▶ **Activity**
Your reply must consist of the data below, reproduced character for character.

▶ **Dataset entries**
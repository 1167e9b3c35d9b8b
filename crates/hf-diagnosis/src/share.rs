//! Text and links handed to the platform share sheet, WhatsApp, and mail.

use hf_core::catalog;
use hf_core::entities::{Diagnosis, NewTechnician};
use hf_core::enums::ApplianceKind;

/// Summary of a diagnosis for sharing.
#[must_use]
pub fn share_text(appliance: ApplianceKind, diagnosis: &Diagnosis) -> String {
    format!(
        "🔍 Diagnóstico de Eletrodomésticos\n\nEquipamento: {}\nCusto médio: {}",
        catalog::appliance(appliance).label,
        diagnosis.cost_range
    )
}

/// `wa.me` link for a technician phone. Non-digits are dropped.
#[must_use]
pub fn whatsapp_link(phone: &str) -> String {
    let digits: String = phone.chars().filter(char::is_ascii_digit).collect();
    format!("https://wa.me/{digits}")
}

/// `mailto:` link notifying the admin of a new registration.
///
/// The attachment never goes into the mail; the admin reviews it in the panel.
#[must_use]
pub fn registration_mailto(admin_email: &str, technician: &NewTechnician) -> String {
    let subject = format!(
        "Solicitação de Cadastro: {} ({})",
        technician.name, technician.city
    );
    let specialties = technician
        .specialties
        .iter()
        .map(|kind| catalog::appliance(*kind).label)
        .collect::<Vec<_>>()
        .join(", ");
    let body = format!(
        "Novo técnico aguardando aprovação:\n\n\
         Nome: {}\nWhatsApp: {}\nCidade: {}\nEspecialidades: {specialties}\n\n\
         Verifique o comprovante no painel do app.",
        technician.name, technician.phone, technician.city
    );
    format!(
        "mailto:{admin_email}?subject={}&body={}",
        urlencoding::encode(&subject),
        urlencoding::encode(&body)
    )
}

#[cfg(test)]
mod tests {
    use super::*;
    use pretty_assertions::assert_eq;

    fn technician() -> NewTechnician {
        NewTechnician {
            name: "Joana Silva".into(),
            phone: "11988887777".into(),
            city: "Campinas".into(),
            specialties: vec![ApplianceKind::Lavadora, ApplianceKind::AirFryer],
            payment_proof: Some("data:image/png;base64,iVBORw0KGgo=".into()),
        }
    }

    #[test]
    fn share_text_uses_label_and_cost_range() {
        let diagnosis = catalog::default_diagnosis();
        assert_eq!(
            share_text(ApplianceKind::FornoEletrico, diagnosis),
            "🔍 Diagnóstico de Eletrodomésticos\n\nEquipamento: Forno Elétrico\nCusto médio: R$ 150 a R$ 500"
        );
    }

    #[test]
    fn whatsapp_link_keeps_digits() {
        assert_eq!(whatsapp_link("(11) 98888-7777"), "https://wa.me/11988887777");
    }

    #[test]
    fn mailto_encodes_subject_and_body() {
        let link = registration_mailto("admin@example.com", &technician());
        assert!(link.starts_with("mailto:admin@example.com?subject="));
        let subject =
            "Solicita%C3%A7%C3%A3o%20de%20Cadastro%3A%20Joana%20Silva%20%28Campinas%29";
        assert!(link.contains(subject));
        assert!(link.contains("Especialidades%3A%20Lavadora%2C%20Air%20Fryer"));
        assert!(!link.contains("base64"));
    }
}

▶ **Result of this exercise**
repository 1167e9b3c35d9b8b
filename crates/hf-diagnosis/src/share.rs
//! Text and links handed to the platform share sheet, WhatsApp, and mail.

use hf_core::catalog;
use hf_core::entities::{Diagnosis, NewTechnician};
use hf_core::enums::ApplianceKind;

/// Summary of a diagnosis for sharing.
#[must_use]
pub fn share_text(appliance: ApplianceKind, diagnosis: &Diagnosis) -> String {
    format!(
        "🔍 Diagnóstico de Eletrodomésticos\n\nEquipamento: {}\nCusto médio: {}",
        catalog::appliance(appliance).label,
        diagnosis.cost_range
    )
}

/// `wa.me` link for a technician phone. Non-digits are dropped.
#[must_use]
pub fn whatsapp_link(phone: &str) -> String {
    let digits: String = phone.chars().filter(char::is_ascii_digit).collect();
    format!("https://wa.me/{digits}")
}

/// `mailto:` link notifying the admin of a new registration.
///
/// The attachment never goes into the mail; the admin reviews it in the panel.
#[must_use]
pub fn registration_mailto(admin_email: &str, technician: &NewTechnician) -> String {
    let subject = format!(
        "Solicitação de Cadastro: {} ({})",
        technician.name, technician.city
    );
    let specialties = technician
        .specialties
        .iter()
        .map(|kind| catalog::appliance(*kind).label)
        .collect::<Vec<_>>()
        .join(", ");
    let body = format!(
        "Novo técnico aguardando aprovação:\n\n\
         Nome: {}\nWhatsApp: {}\nCidade: {}\nEspecialidades: {specialties}\n\n\
         Verifique o comprovante no painel do app.",
        technician.name, technician.phone, technician.city
    );
    format!(
        "mailto:{admin_email}?subject={}&body={}",
        urlencoding::encode(&subject),
        urlencoding::encode(&body)
    )
}

#[cfg(test)]
mod tests {
    use super::*;
    use pretty_assertions::assert_eq;

    fn technician() -> NewTechnician {
        NewTechnician {
            name: "Joana Silva".into(),
            phone: "11988887777".into(),
            city: "Campinas".into(),
            specialties: vec![ApplianceKind::Lavadora, ApplianceKind::AirFryer],
            payment_proof: Some("data:image/png;base64,iVBORw0KGgo=".into()),
        }
    }

    #[test]
    fn share_text_uses_label_and_cost_range() {
        let diagnosis = catalog::default_diagnosis();
        assert_eq!(
            share_text(ApplianceKind::FornoEletrico, diagnosis),
            "🔍 Diagnóstico de Eletrodomésticos\n\nEquipamento: Forno Elétrico\nCusto médio: R$ 150 a R$ 500"
        );
    }

    #[test]
    fn whatsapp_link_keeps_digits() {
        assert_eq!(whatsapp_link("(11) 98888-7777"), "https://wa.me/11988887777");
    }

    #[test]
    fn mailto_encodes_subject_and_body() {
        let link = registration_mailto("admin@example.com", &technician());
        assert!(link.starts_with("mailto:admin@example.com?subject="));
        let subject =
            "Solicita%C3%A7%C3%A3o%20de%20Cadastro%3A%20Joana%20Silva%20%28Campinas%29";
        assert!(link.contains(subject));
        assert!(link.contains("Especialidades%3A%20Lavadora%2C%20Air%20Fryer"));
        assert!(!link.contains("base64"));
    }
}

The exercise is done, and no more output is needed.